DATA »
☆ ☆ ☆
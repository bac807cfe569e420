//! On-disk cache snapshot: one pretty-printed JSON document keyed by city.
//! Prior entries are carried as opaque JSON so a failed refresh never rewrites them.

use std::collections::BTreeMap;
use std::fs;
use std::io::{self, Write};
use std::path::Path;

use chrono::{DateTime, Utc};
use serde::{Deserialize, Serialize};
use serde_json::{Map, Value};
use tracing::{info, warn};

use crate::error::WeatherError;
use crate::weather::CityEntry;

pub const METADATA_KEY: &str = "_metadata";

/// Run statistics stored under [`METADATA_KEY`].
#[derive(Debug, Clone, PartialEq, Serialize, Deserialize)]
#[serde(rename_all = "camelCase")]
pub struct Metadata {
    pub last_update: DateTime<Utc>,
    pub total_cities: usize,
    pub successful_updates: usize,
    pub failed_updates: usize,
    pub available_cities: Vec<String>,
}

fn is_reserved(key: &str) -> bool {
    key.starts_with('_')
}

#[derive(Debug, Clone, Default, PartialEq)]
pub struct CacheSnapshot {
    entries: BTreeMap<String, Value>,
}

impl CacheSnapshot {
    pub fn new() -> Self {
        Self::default()
    }

    /// Read a snapshot, treating a missing or unreadable file as empty.
    pub fn load(path: &Path) -> Self {
        let contents = match fs::read_to_string(path) {
            Ok(contents) => contents,
            Err(e) if e.kind() == io::ErrorKind::NotFound => {
                info!("📭 No existing cache at {}, starting fresh", path.display());
                return Self::new();
            }
            Err(e) => {
                warn!("⚠️  Error loading existing data from {}: {}", path.display(), e);
                return Self::new();
            }
        };

        match serde_json::from_str::<Map<String, Value>>(&contents) {
            Ok(document) => {
                let entries: BTreeMap<String, Value> = document
                    .into_iter()
                    .filter(|(key, _)| !is_reserved(key))
                    .collect();
                info!("📦 Loaded {} cached cities from {}", entries.len(), path.display());
                Self { entries }
            }
            Err(e) => {
                warn!("⚠️  Ignoring malformed cache file {}: {}", path.display(), e);
                Self::new()
            }
        }
    }

    /// Insert or replace the entry for `city`, keyed by its lowercase name.
    pub fn insert(&mut self, city: &str, entry: &CityEntry) -> Result<(), WeatherError> {
        let value = serde_json::to_value(entry)?;
        self.entries.insert(city_key(city), value);
        Ok(())
    }

    pub fn get(&self, key: &str) -> Option<&Value> {
        self.entries.get(key)
    }

    /// City keys in sorted order.
    pub fn keys(&self) -> Vec<String> {
        self.entries.keys().cloned().collect()
    }

    pub fn is_empty(&self) -> bool {
        self.entries.is_empty()
    }

    pub fn metadata(&self, successful: usize, failed: usize, now: DateTime<Utc>) -> Metadata {
        let available_cities = self.keys();
        Metadata {
            last_update: now,
            total_cities: available_cities.len(),
            successful_updates: successful,
            failed_updates: failed,
            available_cities,
        }
    }

    pub fn to_document(&self, metadata: &Metadata) -> Result<Value, WeatherError> {
        let mut document: Map<String, Value> = self
            .entries
            .iter()
            .map(|(key, value)| (key.clone(), value.clone()))
            .collect();
        document.insert(METADATA_KEY.to_string(), serde_json::to_value(metadata)?);
        Ok(Value::Object(document))
    }

    /// Write the whole document, replacing any previous file. Returns the size in bytes.
    pub fn save(&self, path: &Path, metadata: &Metadata) -> Result<u64, WeatherError> {
        let json = serde_json::to_string_pretty(&self.to_document(metadata)?)?;
        write_atomic(path, json.as_bytes()).map_err(|source| WeatherError::Persistence {
            path: path.to_path_buf(),
            source,
        })?;
        Ok(json.len() as u64)
    }
}

pub fn city_key(city: &str) -> String {
    city.to_lowercase()
}

fn write_atomic(path: &Path, bytes: &[u8]) -> io::Result<()> {
    // Ensure parent directory exists
    if let Some(parent) = path.parent().filter(|p| !p.as_os_str().is_empty()) {
        if !parent.exists() {
            fs::create_dir_all(parent)?;
            info!("📁 Created data directory {}", parent.display());
        }
    }

    let temp_path = path.with_extension("tmp");
    let result = write_and_rename(&temp_path, path, bytes);
    if result.is_err() && temp_path.exists() {
        if let Err(e) = fs::remove_file(&temp_path) {
            warn!("⚠️  Could not remove {}: {}", temp_path.display(), e);
        }
    }

    result
}

fn write_and_rename(temp_path: &Path, path: &Path, bytes: &[u8]) -> io::Result<()> {
    let mut file = fs::File::create(temp_path)?;
    file.write_all(bytes)?;
    file.sync_all()?;
    fs::rename(temp_path, path)
}
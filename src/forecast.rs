use std::collections::HashSet;

use chrono::{DateTime, NaiveDate, Utc};

use crate::weather::ForecastEntry;

pub const FORECAST_DAYS: usize = 5;

fn calendar_date(entry: &ForecastEntry) -> Option<NaiveDate> {
    DateTime::<Utc>::from_timestamp(entry.dt, 0).map(|t| t.date_naive())
}

/// Reduce fine-grained samples to the first sample of each calendar day (UTC),
/// keeping at most [`FORECAST_DAYS`] days in input order.
pub fn daily_forecast(list: &[ForecastEntry]) -> Vec<&ForecastEntry> {
    let mut seen = HashSet::new();
    let mut days = Vec::with_capacity(FORECAST_DAYS);

    for entry in list {
        if days.len() == FORECAST_DAYS {
            break;
        }
        let Some(date) = calendar_date(entry) else {
            continue;
        };
        if seen.insert(date) {
            days.push(entry);
        }
    }

    days
}

#[cfg(test)]
mod tests {
    use super::*;
    use crate::weather::parse_forecast;
    use crate::weather::testing::{forecast_json, DAY, JAN_1};

    #[test]
    fn test_five_days_from_three_hourly_samples() {
        // 6 full days of 3-hourly samples, starting mid-day
        let forecast = parse_forecast(&forecast_json(JAN_1 + 12 * 3600, 48)).unwrap();
        let days = daily_forecast(&forecast.list);

        assert_eq!(days.len(), 5);
        // first day starts at 12:00, following days at midnight
        assert_eq!(days[0].dt, JAN_1 + 12 * 3600);
        for (i, day) in days.iter().enumerate().skip(1) {
            assert_eq!(day.dt, JAN_1 + i as i64 * DAY);
        }

        let dates: HashSet<_> = days.iter().filter_map(|d| calendar_date(d)).collect();
        assert_eq!(dates.len(), 5);
    }

    #[test]
    fn test_fewer_dates_than_limit() {
        let forecast = parse_forecast(&forecast_json(JAN_1, 12)).unwrap();
        let days = daily_forecast(&forecast.list);

        assert_eq!(days.len(), 2);
        assert_eq!(days[0].dt, JAN_1);
        assert_eq!(days[1].dt, JAN_1 + DAY);
    }

    #[test]
    fn test_keeps_first_seen_sample_not_aggregate() {
        let forecast = parse_forecast(&forecast_json(JAN_1, 8)).unwrap();
        let days = daily_forecast(&forecast.list);

        assert_eq!(days.len(), 1);
        assert_eq!(days[0].main.temp, 0.0);
        assert_eq!(days[0].main.temp_max, 1.0);
    }

    #[test]
    fn test_empty_list() {
        assert!(daily_forecast(&[]).is_empty());
    }
}
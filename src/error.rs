use std::path::PathBuf;

use reqwest::StatusCode;

use crate::config::API_KEY_VAR;

/// Everything that can go wrong while fetching, validating or persisting weather data.
#[derive(Debug, thiserror::Error)]
pub enum WeatherError {
    #[error("weather API key is not configured (set {})", API_KEY_VAR)]
    MissingApiKey,

    #[error("{endpoint} API error: {status}")]
    Http {
        endpoint: &'static str,
        status: StatusCode,
    },

    #[error("network error: {0}")]
    Network(#[from] reqwest::Error),

    #[error("invalid weather data structure: {0}")]
    InvalidPayload(String),

    #[error("failed to write {}: {source}", .path.display())]
    Persistence {
        path: PathBuf,
        source: std::io::Error,
    },

    #[error("failed to serialize cache snapshot: {0}")]
    Serialization(#[from] serde_json::Error),
}

impl WeatherError {
    /// Configuration problems won't fix themselves between attempts.
    pub fn is_retryable(&self) -> bool {
        !matches!(self, WeatherError::MissingApiKey)
    }
}
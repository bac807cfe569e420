//! Widget side: resolve a location, fetch through the TTL cache, and turn the
//! provider data into a presentation-free render model.
//!
//! Views only ever see [`WidgetState`]; they never touch provider payloads.

use std::sync::Arc;
use std::time::Duration;

use chrono::{DateTime, Utc};
use serde::{Deserialize, Serialize};
use serde_json::Value;
use tracing::{debug, error, info, warn};

use crate::cache::WeatherCache;
use crate::config::{Config, Units};
use crate::error::WeatherError;
use crate::forecast::daily_forecast;
use crate::weather::{
    icon_emoji, parse_current, parse_forecast, wind_direction, ForecastEntry, ForecastList,
    WeatherProvider, WeatherRecord,
};

/// Query parameters a widget request may carry.
#[derive(Debug, Clone, Default, Deserialize)]
pub struct LocationQuery {
    pub city: Option<String>,
    pub location: Option<String>,
}

/// Where the last successfully loaded location is remembered between visits.
pub trait LocationStore: Send {
    fn load(&self) -> Option<String>;
    fn save(&mut self, location: &str);
}

#[derive(Debug, Default)]
pub struct MemoryLocationStore {
    pub location: Option<String>,
}

impl LocationStore for MemoryLocationStore {
    fn load(&self) -> Option<String> {
        self.location.clone()
    }

    fn save(&mut self, location: &str) {
        self.location = Some(location.to_string());
    }
}

fn non_empty(value: Option<String>) -> Option<String> {
    value.map(|v| v.trim().to_string()).filter(|v| !v.is_empty())
}

/// Priority: `city` query > `location` query > remembered value > configured default.
pub fn resolve_location(query: &LocationQuery, store: &dyn LocationStore, default_city: &str) -> String {
    non_empty(query.city.clone())
        .or_else(|| non_empty(query.location.clone()))
        .or_else(|| non_empty(store.load()))
        .unwrap_or_else(|| default_city.to_string())
}

#[derive(Debug, Clone, PartialEq, Serialize)]
pub struct DetailRow {
    pub label: &'static str,
    pub value: String,
}

#[derive(Debug, Clone, PartialEq, Serialize)]
pub struct ForecastDay {
    pub date: String,
    pub icon: &'static str,
    pub temp_max: i64,
    pub temp_min: i64,
    pub description: String,
}

/// Everything a view needs to draw a loaded widget.
#[derive(Debug, Clone, PartialEq, Serialize)]
pub struct RenderModel {
    pub location: String,
    pub updated_at: String,
    pub icon: &'static str,
    pub temperature: i64,
    pub unit: &'static str,
    pub description: String,
    pub details: Vec<DetailRow>,
    pub forecast: Vec<ForecastDay>,
}

/// Half-up rounding, so -2.5 becomes -2 rather than -3.
fn round_half_up(value: f64) -> i64 {
    (value + 0.5).floor() as i64
}

fn format_wind(speed: f64, degrees: f64, units: Units) -> String {
    let direction = wind_direction(degrees);
    match units {
        Units::Imperial => format!("{} mph {}", round_half_up(speed), direction),
        // m/s → km/h
        Units::Metric | Units::Standard => format!("{} km/h {}", round_half_up(speed * 3.6), direction),
    }
}

fn format_uv_index(uvi: Option<f64>) -> String {
    match uvi {
        Some(uvi) if uvi != 0.0 => format!("{:.1}", uvi),
        _ => "N/A".to_string(),
    }
}

fn format_day(timestamp: i64) -> String {
    DateTime::<Utc>::from_timestamp(timestamp, 0)
        .map(|t| t.format("%a %-d %b").to_string())
        .unwrap_or_default()
}

impl RenderModel {
    pub fn build(current: &WeatherRecord, forecast: &ForecastList, units: Units, now: DateTime<Utc>) -> Self {
        let symbol = units.temperature_symbol();

        let details = vec![
            DetailRow {
                label: "Feels like",
                value: format!("{}{}", round_half_up(current.feels_like), symbol),
            },
            DetailRow {
                label: "Humidity",
                value: format!("{}%", current.humidity),
            },
            DetailRow {
                label: "Wind",
                value: format_wind(current.wind.speed, f64::from(current.wind.deg), units),
            },
            DetailRow {
                label: "Pressure",
                value: format!("{} hPa", current.pressure),
            },
            DetailRow {
                label: "Visibility",
                value: format!("{:.1} km", f64::from(current.visibility) / 1000.0),
            },
            DetailRow {
                label: "UV index",
                value: format_uv_index(current.uvi),
            },
        ];

        let forecast = daily_forecast(&forecast.list)
            .into_iter()
            .map(ForecastDay::from_entry)
            .collect();

        Self {
            location: format!("{}, {}", current.name, current.country),
            updated_at: now.format("%H:%M:%S").to_string(),
            icon: icon_emoji(&current.icon),
            temperature: round_half_up(current.temp),
            unit: symbol,
            description: current.description.clone(),
            details,
            forecast,
        }
    }
}

impl ForecastDay {
    fn from_entry(entry: &ForecastEntry) -> Self {
        Self {
            date: format_day(entry.dt),
            icon: icon_emoji(&entry.condition().icon),
            temp_max: round_half_up(entry.main.temp_max),
            temp_min: round_half_up(entry.main.temp_min),
            description: entry.condition().description.clone(),
        }
    }
}

#[derive(Debug, Clone, PartialEq)]
pub enum WidgetState {
    Loading { location: String },
    Loaded(RenderModel),
    Failed { message: String, location: String },
}

/// Presentation surface. The only part of the widget that draws anything.
pub trait WidgetView: Send {
    fn show(&mut self, state: &WidgetState);
}

pub struct WeatherWidget {
    provider: Option<Arc<dyn WeatherProvider>>,
    cache: WeatherCache<Value>,
    units: Units,
    default_city: String,
}

impl WeatherWidget {
    /// `provider` is `None` when no API key is configured; every load then fails.
    pub fn new(provider: Option<Arc<dyn WeatherProvider>>, config: &Config) -> Self {
        Self {
            provider,
            cache: WeatherCache::new(config.cache_duration),
            units: config.units,
            default_city: config.default_city.clone(),
        }
    }

    pub fn cache(&self) -> &WeatherCache<Value> {
        &self.cache
    }

    pub fn resolve_location(&self, query: &LocationQuery, store: &dyn LocationStore) -> String {
        resolve_location(query, store, &self.default_city)
    }

    async fn cached<F>(&self, key: String, fetch: F) -> Result<Value, WeatherError>
    where
        F: std::future::Future<Output = Result<Value, WeatherError>>,
    {
        if let Some(cached) = self.cache.get(&key).await {
            debug!("📦 Cache hit for {}", key);
            return Ok(cached);
        }

        let data = fetch.await?;
        self.cache.set(key, data.clone()).await;
        Ok(data)
    }

    async fn current_weather(&self, provider: &dyn WeatherProvider, city: &str) -> Result<Value, WeatherError> {
        self.cached(format!("current-{}", city), provider.fetch_current(city)).await
    }

    async fn forecast(&self, provider: &dyn WeatherProvider, city: &str) -> Result<Value, WeatherError> {
        self.cached(format!("forecast-{}", city), provider.fetch_forecast(city)).await
    }

    /// Fetch both payloads (concurrently, through the cache) and build the render model.
    pub async fn load(&self, location: &str) -> Result<RenderModel, WeatherError> {
        let provider = self.provider.as_deref().ok_or(WeatherError::MissingApiKey)?;

        let (current, forecast) = tokio::try_join!(
            self.current_weather(provider, location),
            self.forecast(provider, location)
        )?;

        let current = parse_current(&current)?;
        let forecast = parse_forecast(&forecast)?;

        Ok(RenderModel::build(&current, &forecast, self.units, Utc::now()))
    }

    pub async fn init(&self, query: &LocationQuery, store: &mut dyn LocationStore, view: &mut dyn WidgetView) {
        self.init_with_retry(query, store, view, 0, Duration::ZERO).await
    }

    /// Run the load sequence, retrying up to `retries` extra times with a fixed delay.
    /// Configuration errors fail immediately.
    pub async fn init_with_retry(
        &self,
        query: &LocationQuery,
        store: &mut dyn LocationStore,
        view: &mut dyn WidgetView,
        retries: u32,
        delay: Duration,
    ) {
        let location = self.resolve_location(query, store);
        let mut attempt = 0;

        loop {
            view.show(&WidgetState::Loading {
                location: location.clone(),
            });

            match self.load(&location).await {
                Ok(model) => {
                    store.save(&location);
                    info!("🌤️  Widget loaded for {}", location);
                    view.show(&WidgetState::Loaded(model));
                    return;
                }
                Err(e) if e.is_retryable() && attempt < retries => {
                    attempt += 1;
                    warn!(
                        "Weather widget error: {}. Retry in {:?}... ({} attempts left)",
                        e,
                        delay,
                        retries - attempt + 1
                    );
                    tokio::time::sleep(delay).await;
                }
                Err(e) => {
                    error!("❌ Weather widget error for {}: {}", location, e);
                    let message = if attempt > 0 {
                        format!("Could not load the weather after {} attempts: {}", attempt + 1, e)
                    } else {
                        e.to_string()
                    };
                    view.show(&WidgetState::Failed { message, location });
                    return;
                }
            }
        }
    }
}
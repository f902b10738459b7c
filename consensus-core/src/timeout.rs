//! Timeout management for the agreement protocol.
//!
//! Each step (Propose, Prevote, Precommit) has its own one-shot timer whose
//! length grows linearly with the round. Timers are never cancelled across
//! threads: every schedule bumps a per-kind generation, and a fired event is
//! honoured only if it still carries the live generation.
//!
//! Without a [`TimerHandle`] the scheduler only records what is pending, so
//! tests can fire timeouts deterministically. With one, a [`TimerThread`]
//! sleeps until the earliest deadline and enqueues the event on the core's
//! channel.

use {
    crate::{config::BftConfig, engine::ConsensusEvent, types::ConsensusStep},
    crossbeam_channel::{unbounded, Receiver, RecvTimeoutError, Sender},
    log::*,
    std::{
        io,
        thread::{Builder, JoinHandle},
        time::{Duration, Instant},
    },
};

#[derive(Debug, Clone, Copy, PartialEq, Eq, Hash)]
pub enum TimeoutKind {
    Propose,
    Prevote,
    Precommit,
}

impl TimeoutKind {
    pub const ALL: [TimeoutKind; 3] = [
        TimeoutKind::Propose,
        TimeoutKind::Prevote,
        TimeoutKind::Precommit,
    ];

    fn index(self) -> usize {
        match self {
            TimeoutKind::Propose => 0,
            TimeoutKind::Prevote => 1,
            TimeoutKind::Precommit => 2,
        }
    }

    /// Step the core must still be in for the timeout to act. The precommit
    /// timeout acts in any step of its round.
    pub fn required_step(self) -> Option<ConsensusStep> {
        match self {
            TimeoutKind::Propose => Some(ConsensusStep::Propose),
            TimeoutKind::Prevote => Some(ConsensusStep::Prevote),
            TimeoutKind::Precommit => None,
        }
    }
}

/// A timer firing, tagged with the position it was scheduled for.
#[derive(Debug, Clone, Copy, PartialEq, Eq)]
pub struct TimeoutEvent {
    pub kind: TimeoutKind,
    pub height: u64,
    pub round: u32,
    pub generation: u64,
}

/// Tracks the live timer of each kind.
#[derive(Debug)]
pub struct TimeoutScheduler {
    config: BftConfig,
    generations: [u64; 3],
    pending: [Option<TimeoutEvent>; 3],
    timer: Option<TimerHandle>,
}

impl TimeoutScheduler {
    /// Create a scheduler that only records pending timers.
    pub fn new(config: BftConfig) -> Self {
        Self {
            config,
            generations: [0; 3],
            pending: [None; 3],
            timer: None,
        }
    }

    /// Deliver future timers through `timer`.
    pub fn attach(&mut self, timer: TimerHandle) {
        self.timer = Some(timer);
    }

    pub fn duration(&self, kind: TimeoutKind, round: u32) -> Duration {
        self.config.timeout(kind, round)
    }

    /// Start a timer of `kind`, replacing any live timer of that kind.
    pub fn schedule(&mut self, kind: TimeoutKind, height: u64, round: u32) -> TimeoutEvent {
        let slot = kind.index();
        self.generations[slot] = self.generations[slot].wrapping_add(1);
        let event = TimeoutEvent {
            kind,
            height,
            round,
            generation: self.generations[slot],
        };
        self.pending[slot] = Some(event);

        let duration = self.duration(kind, round);
        trace!("scheduled {kind:?} timeout for height {height} round {round} in {duration:?}");
        if let Some(timer) = &self.timer {
            timer.arm(event, Instant::now() + duration);
        }
        event
    }

    /// Accept `event` if it is the live timer of its kind, consuming it.
    pub fn take_if_live(&mut self, event: &TimeoutEvent) -> bool {
        let slot = event.kind.index();
        if self.pending[slot].as_ref() == Some(event) {
            self.pending[slot] = None;
            true
        } else {
            false
        }
    }

    pub fn is_live(&self, event: &TimeoutEvent) -> bool {
        self.pending[event.kind.index()].as_ref() == Some(event)
    }

    pub fn pending(&self, kind: TimeoutKind) -> Option<TimeoutEvent> {
        self.pending[kind.index()]
    }

    /// Invalidate every live timer. Already fired events become stale.
    pub fn cancel_all(&mut self) {
        for kind in TimeoutKind::ALL {
            let slot = kind.index();
            if self.pending[slot].take().is_some() {
                self.generations[slot] = self.generations[slot].wrapping_add(1);
            }
        }
    }
}

// ── Timer thread ────────────────────────────────────────────────────────────

#[derive(Debug)]
enum TimerCommand {
    Arm { event: TimeoutEvent, deadline: Instant },
    Shutdown,
}

/// Cheap handle for arming timers on a [`TimerThread`].
#[derive(Debug, Clone)]
pub struct TimerHandle {
    commands: Sender<TimerCommand>,
}

impl TimerHandle {
    fn arm(&self, event: TimeoutEvent, deadline: Instant) {
        if self
            .commands
            .send(TimerCommand::Arm { event, deadline })
            .is_err()
        {
            warn!("timer thread gone, dropping {:?} timeout", event.kind);
        }
    }
}

/// Thread that turns deadlines into [`ConsensusEvent::Timeout`] events.
pub struct TimerThread {
    thread: JoinHandle<()>,
    handle: TimerHandle,
}

impl TimerThread {
    pub fn new(events: Sender<ConsensusEvent>) -> io::Result<Self> {
        let (commands, receiver) = unbounded();
        let thread = Builder::new()
            .name("trv1BftTimer".to_string())
            .spawn(move || Self::run(receiver, events))?;
        Ok(Self {
            thread,
            handle: TimerHandle { commands },
        })
    }

    pub fn handle(&self) -> TimerHandle {
        self.handle.clone()
    }

    fn run(commands: Receiver<TimerCommand>, events: Sender<ConsensusEvent>) {
        // One slot per kind; re-arming a kind replaces its deadline.
        let mut armed: [Option<(Instant, TimeoutEvent)>; 3] = [None; 3];

        loop {
            let next = armed.iter().flatten().map(|(deadline, _)| *deadline).min();
            let command = match next {
                Some(deadline) => commands.recv_deadline(deadline),
                None => commands.recv().map_err(|_| RecvTimeoutError::Disconnected),
            };

            match command {
                Ok(TimerCommand::Arm { event, deadline }) => {
                    armed[event.kind.index()] = Some((deadline, event));
                }
                Ok(TimerCommand::Shutdown) | Err(RecvTimeoutError::Disconnected) => break,
                Err(RecvTimeoutError::Timeout) => {
                    let now = Instant::now();
                    let mut due: Vec<(Instant, TimeoutEvent)> = armed
                        .iter_mut()
                        .filter(|slot| matches!(slot, Some((deadline, _)) if *deadline <= now))
                        .filter_map(Option::take)
                        .collect();
                    due.sort_by_key(|(deadline, _)| *deadline);
                    for (_, event) in due {
                        if events.send(ConsensusEvent::Timeout(event)).is_err() {
                            debug!("consensus event channel closed, timer thread exiting");
                            return;
                        }
                    }
                }
            }
        }
    }

    pub fn join(self) -> std::thread::Result<()> {
        let _ = self.handle.commands.send(TimerCommand::Shutdown);
        self.thread.join()
    }
}

#[cfg(test)]
mod tests {
    use {super::*, assert_matches::assert_matches};

    #[test]
    fn test_duration_grows_with_round() {
        let scheduler = TimeoutScheduler::new(BftConfig::default());
        assert_eq!(
            scheduler.duration(TimeoutKind::Propose, 0),
            Duration::from_millis(3000)
        );
        assert_eq!(
            scheduler.duration(TimeoutKind::Propose, 2),
            Duration::from_millis(4000)
        );
        assert_eq!(
            scheduler.duration(TimeoutKind::Prevote, 1),
            Duration::from_millis(1500)
        );
    }

    #[test]
    fn test_schedule_records_pending() {
        let mut scheduler = TimeoutScheduler::new(BftConfig::default());
        let event = scheduler.schedule(TimeoutKind::Prevote, 10, 2);
        assert_eq!(scheduler.pending(TimeoutKind::Prevote), Some(event));
        assert_eq!(scheduler.pending(TimeoutKind::Propose), None);
        assert!(scheduler.is_live(&event));
        assert!(scheduler.take_if_live(&event));
        assert!(!scheduler.take_if_live(&event));
    }

    #[test]
    fn test_reschedule_invalidates_previous() {
        let mut scheduler = TimeoutScheduler::new(BftConfig::default());
        let first = scheduler.schedule(TimeoutKind::Propose, 1, 0);
        let second = scheduler.schedule(TimeoutKind::Propose, 1, 0);
        assert_ne!(first.generation, second.generation);
        assert!(!scheduler.take_if_live(&first));
        assert!(scheduler.take_if_live(&second));
    }

    #[test]
    fn test_kinds_are_independent() {
        let mut scheduler = TimeoutScheduler::new(BftConfig::default());
        let propose = scheduler.schedule(TimeoutKind::Propose, 1, 0);
        let prevote = scheduler.schedule(TimeoutKind::Prevote, 1, 0);
        assert!(scheduler.is_live(&propose));
        assert!(scheduler.take_if_live(&prevote));
        assert!(scheduler.take_if_live(&propose));
    }

    #[test]
    fn test_cancel_all_makes_events_stale() {
        let mut scheduler = TimeoutScheduler::new(BftConfig::default());
        let event = scheduler.schedule(TimeoutKind::Precommit, 1, 0);
        scheduler.cancel_all();
        assert!(!scheduler.take_if_live(&event));
        assert_eq!(scheduler.pending(TimeoutKind::Precommit), None);

        // Same position scheduled again gets a fresh generation
        let again = scheduler.schedule(TimeoutKind::Precommit, 1, 0);
        assert_ne!(again, event);
    }

    #[test]
    fn test_required_step() {
        assert_eq!(
            TimeoutKind::Propose.required_step(),
            Some(ConsensusStep::Propose)
        );
        assert_eq!(
            TimeoutKind::Prevote.required_step(),
            Some(ConsensusStep::Prevote)
        );
        assert_eq!(TimeoutKind::Precommit.required_step(), None);
    }

    #[test]
    fn test_timer_thread_fires_in_deadline_order() {
        let (sender, receiver) = unbounded();
        let timer = TimerThread::new(sender).unwrap();
        let mut scheduler = TimeoutScheduler::new(BftConfig {
            propose_timeout_base_ms: 300,
            prevote_timeout_base_ms: 10,
            ..BftConfig::dev_default()
        });
        scheduler.attach(timer.handle());

        let propose = scheduler.schedule(TimeoutKind::Propose, 1, 0);
        let prevote = scheduler.schedule(TimeoutKind::Prevote, 1, 0);

        let deadline = Duration::from_secs(5);
        assert_matches!(
            receiver.recv_timeout(deadline),
            Ok(ConsensusEvent::Timeout(event)) if event == prevote
        );
        assert_matches!(
            receiver.recv_timeout(deadline),
            Ok(ConsensusEvent::Timeout(event)) if event == propose
        );
        timer.join().unwrap();
    }

    #[test]
    fn test_timer_thread_rearm_replaces_deadline() {
        let (sender, receiver) = unbounded();
        let timer = TimerThread::new(sender).unwrap();
        let mut scheduler = TimeoutScheduler::new(BftConfig {
            precommit_timeout_base_ms: 20,
            ..BftConfig::dev_default()
        });
        scheduler.attach(timer.handle());

        scheduler.schedule(TimeoutKind::Precommit, 1, 0);
        let second = scheduler.schedule(TimeoutKind::Precommit, 1, 1);

        assert_matches!(
            receiver.recv_timeout(Duration::from_secs(5)),
            Ok(ConsensusEvent::Timeout(event)) if event == second
        );
        assert!(receiver.recv_timeout(Duration::from_millis(200)).is_err());
        timer.join().unwrap();
    }
}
☆ ☆ ☆
WHAT THE EXERCISE ASKS » Restate the entries above word for word, beginning with their first line and ending with the line holding "use crate::weather::CityEntry;"; omit everything else.

RESULT FOR THIS EXERCISE »
repository bac807cfe569e420
//! On-disk cache snapshot: one pretty-printed JSON document keyed by city.
//! Prior entries are carried as opaque JSON so a failed refresh never rewrites them.

use std::collections::BTreeMap;
use std::fs;
use std::io::{self, Write};
use std::path::Path;

use chrono::{DateTime, Utc};
use serde::{Deserialize, Serialize};
use serde_json::{Map, Value};
use tracing::{info, warn};

use crate::error::WeatherError;
use crate::weather::CityEntry;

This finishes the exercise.